Una segunda aportación, de los investigadores indios Andrade y Srihari (8), alcanzó una mayor notoriedad al ser galardonada con el IgNobel de Salud Pública de 2001.

Para quien no los conozca, estos premios son una parodia del Premio Nobel y se entregan cada año por logros científicos que "primero hacen reír a la gente, y luego le hacen pensar". Organizada por la revista de humor científico Annals of Improbable Research, la entrega de los premios tiene lugar en el Sanders Theatre, de la Universidad de Harvard y la realiza un grupo de personas entre las que figuran auténticos Premios Nobel. Los premios, según sus creadores, pretenden celebrar lo inusual, honrar lo imaginativo y estimular el interés de todos por la ciencia, la medicina, y la tecnología. Pues bien, el trabajo sobre rinotiloexomanía merecedor del ambiguo galardón se llevó a cabo en una muestra de 200 adolescentes de Bangalore. Según los autores, la decisión de sondear el fenómeno en adolescentes se debió a que las conductas habituales (repetitivas, más o menos estereotipadas) son habituales a esa edad. También señalaban que los centros en los que habían llevado a cabo el estudio cubrían todo el espectro social, con lo que la prevalencia obtenida podría considerarse global, y no sesgada por factores socioeconómicos. Para su experiencia, Andrade y Srihari diseñaron un cuestionario recogido en el artículo, con 25 preguntas referidas a la minería nasal y a prácticas afines. Preocupados por el riesgo de que los probandos echaran a perder el estudio con las respuestas vacilonas esperables en la adolescencia, los autores incluyeron como "marcador" de sinceridad la siguiente pregunta: ¿Comes a veces la materia nasal que te sacas?. En su opinión, quien contestase afirmativamente era un guasón y debería ser excluido de la lista.

Sometieron a sus resultados a un cumplido tratamiento estadístico, gracias al cual sabemos que la media de exploraciones nasales de la muestra ascendía a 8.4, con una desviación estándar de 13.6; la mediana era 4 y la moda 2; un 31.8% de los encuestados se escarbaba la nariz más de 5 veces al día; un 15.3%, más de 10, y un 7.6%, más de 20 (por lo que sorprendentemente más del 50% podían cuantificar con bastante precisión el número de veces que se metían el dedo en la nariz a lo largo del día). También es llamativo que solo 7 (3.5%) individuos no se metieran nunca el dedo en la nariz, lo que indica que entre los adolescentes de Bangalore la espeleología nasal es más frecuente que en la población general de un condado de Wisconsin, dato éste que merece un cuidadoso análisis por expertos en Psiquiatría Transcultural y Trans-etaria.

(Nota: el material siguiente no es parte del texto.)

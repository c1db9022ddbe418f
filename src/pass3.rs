//! Pass 3 (`encode`): walk the finalized action streams one last time,
//! emitting bit-exact Thumb-2 machine code into the caller's buffer and
//! patching every relocation pass 1/2 recorded.
//!
//! The buffer is written a 32-bit cell at a time. Each new cell is left
//! "pending" (not yet halfword-swapped for the target's byte order) so that
//! later actions in the same action stream can still OR bits into it; it's
//! only committed — swapped and finalized — the moment a *new* cell is
//! about to be opened, or at the very end of `encode`.

use crate::action::{split, Action};
use crate::bits::{encode_halfword, imm12, Endianness};
use crate::diag;
use crate::errors::EncodeError;
use crate::state::State;

fn read_word(buf: &[u8], off: usize) -> u32 {
    u32::from_ne_bytes(buf[off..off + 4].try_into().unwrap())
}

fn write_word(buf: &mut [u8], off: usize, v: u32) {
    buf[off..off + 4].copy_from_slice(&v.to_ne_bytes());
}

/// Commit the word just before `cp` (if any), then open a new pending word
/// at `cp` holding `value`. Returns the advanced cursor.
fn push_word(buf: &mut [u8], cp: usize, endianness: Endianness, value: u32) -> usize {
    if cp != 0 {
        let prev = read_word(buf, cp - 4);
        write_word(buf, cp - 4, encode_halfword(prev, endianness));
    }
    write_word(buf, cp, value);
    cp + 4
}

/// OR `bits` into the still-pending word just before `cp`.
fn patch_or(buf: &mut [u8], cp: usize, bits: u32) {
    let prev = read_word(buf, cp - 4);
    write_word(buf, cp - 4, prev | bits);
}

/// Shared tail for the branch-style `B`/`BL`/`REL_APC` displacement patch:
/// packs `S:I1:I2:imm10:imm11` (wide) or `S:J2:J1:imm6:imm11` (narrow).
fn patch_branch(buf: &mut [u8], cp: usize, low: u32, action_ip: u32, n: i64) -> Result<(), EncodeError> {
    let isimm10 = low & 16384 != 0;
    let (lo, hi) = if isimm10 {
        (-16_777_216i64, 16_777_216i64)
    } else {
        (-1_048_576i64, 1_048_576i64)
    };
    if n & 1 != 0 || n < lo || n > hi {
        return Err(EncodeError::RangeRel(action_ip));
    }
    let s_bit = (n < 0) as u32;
    let imm11 = ((n >> 1) & 0x7FF) as u32;
    let immr_mask = if isimm10 { 0x3FF } else { 0x3F };
    let immr = (((n >> 12) as u32) & immr_mask) << 16;
    let mut bits = imm11 | immr | (s_bit << 26);
    if isimm10 {
        let i1 = (((n >> 1) as u32) & (1 << 22)) >> 22;
        let i2 = (((n >> 1) as u32) & (1 << 21)) >> 21;
        let j1 = (!(s_bit ^ i1) & 1) << 13;
        let j2 = (!(s_bit ^ i2) & 1) << 11;
        bits |= j1 | j2;
    } else {
        let j1 = (((n >> 1) as u32) & (1 << 18)) >> (18 - 13);
        let j2 = (((n >> 1) as u32) & (1 << 19)) >> (19 - 11);
        bits |= j1 | j2;
    }
    patch_or(buf, cp, bits);
    Ok(())
}

/// Shared tail for a `REL_LG`/`REL_PC`/`REL_EXT` relocation: dispatches on
/// the action word's flag bits to the branch, VFP-load, `ADR`, or plain
/// signed-magnitude ("imm-L") patch form.
fn patch_relocation(
    buf: &mut [u8],
    cp: usize,
    low: u32,
    action_ip: u32,
    mut n: i64,
) -> Result<(), EncodeError> {
    if low & 32768 != 0 {
        // The C original always runs this wide, exclusive-upper-bound check
        // before falling into the shared branch-patch tail (`patchrel`'s own
        // `CK`), on top of that tail's own isimm10-dependent, inclusive-upper
        // bound check — `REL_APC` skips straight to the tail and is the only
        // caller entitled to the inclusive bound.
        if n & 1 != 0 || !(-16_777_216..16_777_216).contains(&n) {
            return Err(EncodeError::RangeRel(action_ip));
        }
        return patch_branch(buf, cp, low, action_ip, n);
    } else if low & 16384 != 0 {
        n /= 4;
    } else if low & 8192 != 0 {
        if n & 1 != 0 || n <= -4096 || n >= 4096 {
            return Err(EncodeError::RangeRel(action_ip));
        }
        let mut bits = 0u32;
        if n < 0 {
            bits |= 0x00A0_0000;
            n = -n;
        }
        bits |= (n as u32 & 0xFF) | (((n as u32 >> 8) & 0x7) << 12) | (((n as u32 >> 11) & 0x1) << 26);
        patch_or(buf, cp, bits);
        return Ok(());
    }
    if n & 3 != 0 || !(-4096..4096).contains(&n) {
        return Err(EncodeError::RangeRel(action_ip));
    }
    let bits = if n >= 0 { 0x0080_0000 | n as u32 } else { (-n) as u32 };
    patch_or(buf, cp, bits);
    Ok(())
}

/// Run pass 3, writing machine code into `buffer` (must be exactly
/// `codesize` bytes, as reported by [`crate::pass2::link`]). `resolve_extern`
/// answers `REL_EXT` relocations: given the in-progress buffer, the byte
/// cursor the reference appears at, the extern id, and whether the
/// reference should be PC-relative, it returns the displacement to patch.
#[tracing::instrument(level = "debug", skip(state, buffer, resolve_extern), fields(len = buffer.len()))]
pub fn encode(
    state: &mut State,
    buffer: &mut [u8],
    mut resolve_extern: impl FnMut(&[u8], usize, usize, bool) -> i32,
) -> Result<(), EncodeError> {
    if let Some(err) = state.status {
        diag::trace_short_circuit("encode", err);
        return Err(err);
    }
    let codesize = state
        .codesize
        .expect("link() must run before encode() can size the buffer");
    assert_eq!(
        buffer.len(),
        codesize,
        "encode() buffer must be exactly codesize bytes"
    );

    let endianness = state.endianness;
    let base_addr = buffer.as_ptr() as i64;
    let mut cp = 0usize;

    for secnum in 0..state.maxsection() {
        let lastpos = state.sections[secnum].pos;
        let mut pos = 0usize;
        while pos != lastpos {
            let start = state.sections[secnum].buf[pos];
            pos += 1;
            let mut ip = start as usize;
            loop {
                let action_ip = ip as u32;
                let ins_word = state.actionlist[ip];
                ip += 1;
                let (tag, low) = split(ins_word);
                let action_opt = Action::from_tag(tag);

                let mut n: i64 = 0;
                let mut n2: i64 = 0;
                if let Some(action) = action_opt {
                    let stored = action.stored_args();
                    if stored >= 1 {
                        n = state.sections[secnum].buf[pos] as i32 as i64;
                        pos += 1;
                    }
                    if stored >= 2 {
                        n2 = state.sections[secnum].buf[pos] as i32 as i64;
                        pos += 1;
                    }
                }

                let Some(action) = action_opt else {
                    // Instruction literal: not an action tag at all, just
                    // raw machine code to emit verbatim.
                    cp = push_word(buffer, cp, endianness, ins_word);
                    continue;
                };

                match action {
                    Action::Stop | Action::Section => break,
                    Action::Esc => {
                        let literal = state.actionlist[ip];
                        ip += 1;
                        cp = push_word(buffer, cp, endianness, literal);
                    }
                    Action::RelExt => {
                        let id = (low & 2047) as usize;
                        let pc_relative = low & 2048 == 0;
                        n = resolve_extern(buffer, cp, id, pc_relative) as i64;
                        patch_relocation(buffer, cp, low, action_ip, n)?;
                    }
                    Action::Align => {
                        let mask = low & 255;
                        while (cp as u32) & mask != 0 {
                            cp = push_word(buffer, cp, endianness, 0xf3af_8000);
                        }
                    }
                    Action::RelLg => {
                        if n < 0 {
                            return Err(EncodeError::UndefLg((-n) as u32));
                        }
                        let target = state.cell(n as u32);
                        n = target - cp as i64;
                        patch_relocation(buffer, cp, low, action_ip, n)?;
                    }
                    Action::RelPc => {
                        if n < 0 {
                            return Err(EncodeError::UndefPc(action_ip));
                        }
                        let target = state.cell(n as u32);
                        n = target - cp as i64;
                        patch_relocation(buffer, cp, low, action_ip, n)?;
                    }
                    Action::LabelLg => {
                        // The C engine biases its globals pointer by -10 so
                        // one array serves both the local/global label
                        // numbering and the host's 0-indexed globals table;
                        // this slice isn't pointer-biased, so true globals
                        // (id >= 20) land at `id - 20` instead of `id - 10`.
                        let id = low & 2047;
                        if id >= 20
                            && let Some(globals) = state.globals.as_deref_mut()
                            && let Some(slot) = globals.get_mut((id - 20) as usize)
                        {
                            *slot = (base_addr + n) as usize;
                        }
                    }
                    Action::LabelPc => {}
                    Action::Imm => {
                        let mut shift_bits = (low >> 10) & 31;
                        let mut value = n;
                        if low & 0x8000 != 0 {
                            let delta = ((low >> 10) & 0x0F) as i64;
                            value += if (low >> 10) & 0x10 != 0 { -delta } else { delta };
                            shift_bits = 0;
                        }
                        let bitcount = (low >> 5) & 31;
                        let mask = (1u32 << bitcount).wrapping_sub(1);
                        let bits = (((value >> shift_bits) as u32) & mask) << (low & 31);
                        patch_or(buffer, cp, bits);
                    }
                    Action::Imm12 => {
                        let Some(enc) = imm12(n as u32) else {
                            return Err(EncodeError::RangeImm(action_ip));
                        };
                        patch_or(buffer, cp, enc);
                    }
                    Action::Imm16 => {
                        let bits = (n as u32 & 0xFF)
                            | (((n >> 8) as u32 & 0x7) << 12)
                            | (((n >> 11) as u32 & 0x1) << 26)
                            | (((n >> 12) as u32 & 0xF) << 16);
                        patch_or(buffer, cp, bits);
                    }
                    Action::Imm32 => {
                        patch_or(buffer, cp, n as u32);
                    }
                    Action::Imml | Action::Immv8 => {
                        let bits = if n >= 0 {
                            0x0080_0000 | n as u32
                        } else {
                            (-n) as u32
                        };
                        patch_or(buffer, cp, bits);
                    }
                    Action::Immshift => {
                        let bits = low << ((n as u32) & 31);
                        patch_or(buffer, cp, bits);
                    }
                    Action::Vrlist => {
                        let count = (n2 + 1 - n) as u32;
                        let bits = if low & 1 == 0 {
                            (((n as u32 & 31) >> 1) << 12) + ((n as u32 & 1) << 22) + count
                        } else {
                            ((n as u32 & 15) << 12) + (((n as u32 & 31) >> 4) << 22) + count * 2 + 0x100
                        };
                        patch_or(buffer, cp, bits);
                    }
                    Action::RelApc => {
                        // Unlike the in-stream relocations above, this one
                        // is relative to the buffer's real, final execution
                        // address: the caller is assumed to have already
                        // placed `buffer` where it will run.
                        n -= base_addr + cp as i64 - 4;
                        patch_branch(buffer, cp, low, action_ip, n)?;
                    }
                }
            }
        }
    }

    if cp != 0 {
        let prev = read_word(buffer, cp - 4);
        write_word(buffer, cp - 4, encode_halfword(prev, endianness));
    }

    if cp != codesize {
        tracing::error!(cp, codesize, "encode() phase error");
        return Err(EncodeError::Phase);
    }
    tracing::debug!(codesize, "encode() finished");
    Ok(())
}

#[cfg(test)]
mod tests {
    use super::*;

    /// Invert `patch_branch`'s narrow encode path field by field.
    fn decode_narrow_branch(bits: u32) -> i64 {
        let s = (bits >> 26) & 1;
        let j1 = (bits >> 13) & 1;
        let j2 = (bits >> 11) & 1;
        let immr = (bits >> 16) & 0x3F;
        let imm11 = bits & 0x7FF;
        let mut magnitude =
            ((imm11 as i64) << 1) | ((immr as i64) << 12) | ((j1 as i64) << 19) | ((j2 as i64) << 20);
        if s == 1 {
            magnitude -= 1 << 21;
        }
        magnitude
    }

    #[test]
    fn patch_branch_narrow_round_trips_a_forward_displacement() {
        let mut buf = vec![0u8; 4];
        patch_branch(&mut buf, 4, 0x8000, 0, 4).expect("in range");
        let bits = read_word(&buf, 0);
        assert_eq!(decode_narrow_branch(bits), 4);
    }

    #[test]
    fn patch_branch_narrow_rejects_an_odd_displacement() {
        let mut buf = vec![0u8; 4];
        let err = patch_branch(&mut buf, 4, 0x8000, 7, 5).expect_err("odd displacement");
        assert!(matches!(err, EncodeError::RangeRel(7)));
    }

    #[test]
    fn patch_branch_wide_rejects_beyond_the_24_bit_range() {
        let mut buf = vec![0u8; 4];
        let err = patch_branch(&mut buf, 4, 0xC000, 3, 16_777_218).expect_err("out of range");
        assert!(matches!(err, EncodeError::RangeRel(3)));
    }

    #[test]
    fn patch_relocation_wide_branch_rejects_exactly_2_pow_24() {
        // REL_LG/REL_PC/REL_EXT go through patch_relocation's own strict,
        // exclusive-upper-bound pre-check before the shared branch tail's
        // inclusive one; REL_APC (patch_branch called directly, as in the
        // test above) is the only caller allowed to reach exactly 2^24.
        let mut buf = vec![0u8; 4];
        let err = patch_relocation(&mut buf, 4, 0xC000, 9, 16_777_216)
            .expect_err("2^24 is in-range for patch_branch alone but not via patch_relocation");
        assert!(matches!(err, EncodeError::RangeRel(9)));
    }

    #[test]
    fn patch_relocation_wide_branch_accepts_just_under_2_pow_24() {
        let mut buf = vec![0u8; 4];
        patch_relocation(&mut buf, 4, 0xC000, 9, 16_777_214).expect("one below the strict bound");
    }

    #[test]
    fn patch_or_ors_into_the_pending_word() {
        let mut buf = vec![0u8; 8];
        write_word(&mut buf, 0, 0x0000_00F0);
        patch_or(&mut buf, 4, 0x0000_000F);
        assert_eq!(read_word(&buf, 0), 0x0000_00FF);
    }
}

¿Cuáles son los motivos para hacerse sondeos nasales? Los adolescentes de Bangalore aportan unos motivos más variados que los habitantes de Wisconsin. El más frecuentemente invocado fue la higiene personal, seguido de la liberación del conducto nasal y la necesidad de eliminar barricadas nasales. En cuanto a la opinión de los encuestados acerca de su hábito, aunque el 46.7 % pensaba que es una conducta generalizada, casi el 60% lo enjuiciaba desfavorablemente. Esto supone que hay un cierto solapamiento (no cuantificado en el estudio) de personas (tal vez misántropos) que consideran que las excavaciones nasales son al mismo tiempo comunes y deplorables. También se inquirió sobre la asociación con conductas obsesivoides en el terreno de juego dermatológico, resultando que eran comunes la onicofagia (47%), el rascado y expresión de granos (23%) y la tricotilomanía (12.5%); de haber escrito su trabajo unos pocos años más tarde los autores podrían haber propuesto la existencia del Trastorno de Espectro Acicalador al que nos referíamos más arriba. Más de la mitad de la muestra presentaba al mismo tiempo dos de las cuatro (incluyendo la exploración y liberación de los túneles nasales), y hasta un 11% reconocían que sus allegados les habían dicho que su persistencia en estos hábitos merecería atención psiquiátrica. Sólo 9 (4.5%) de los sujetos reconocían ingerir el trofeo, pero dado que sus restantes respuestas no se desviaban del patrón general, los autores decidieron que no eran unos vacilones y optaron por considerarlos mocófagos sinceros. Por sexos, los varones tenían una mayor afición a los rastreos nasales, eran más exhibicionistas (se hurgaban la nariz en público con mayor frecuencia), tenían episodios de epístaxis por rascado con mayor asiduidad que las mujeres y tendían a enjuiciar con mayor severidad que las mujeres su conducta exploradora de los conductos nasales. Quienes reconocían tener un problema o decían que se lo había hecho notar su entorno no diferían en el patrón prospectivo nasal del resto de la muestra (no se metían más el dedo en la nariz, ni eran más exhibicionistas), en cierta sintonía con la percepción por algunos sujetos de que el hábito es al mismo tiempo frecuente y condenable.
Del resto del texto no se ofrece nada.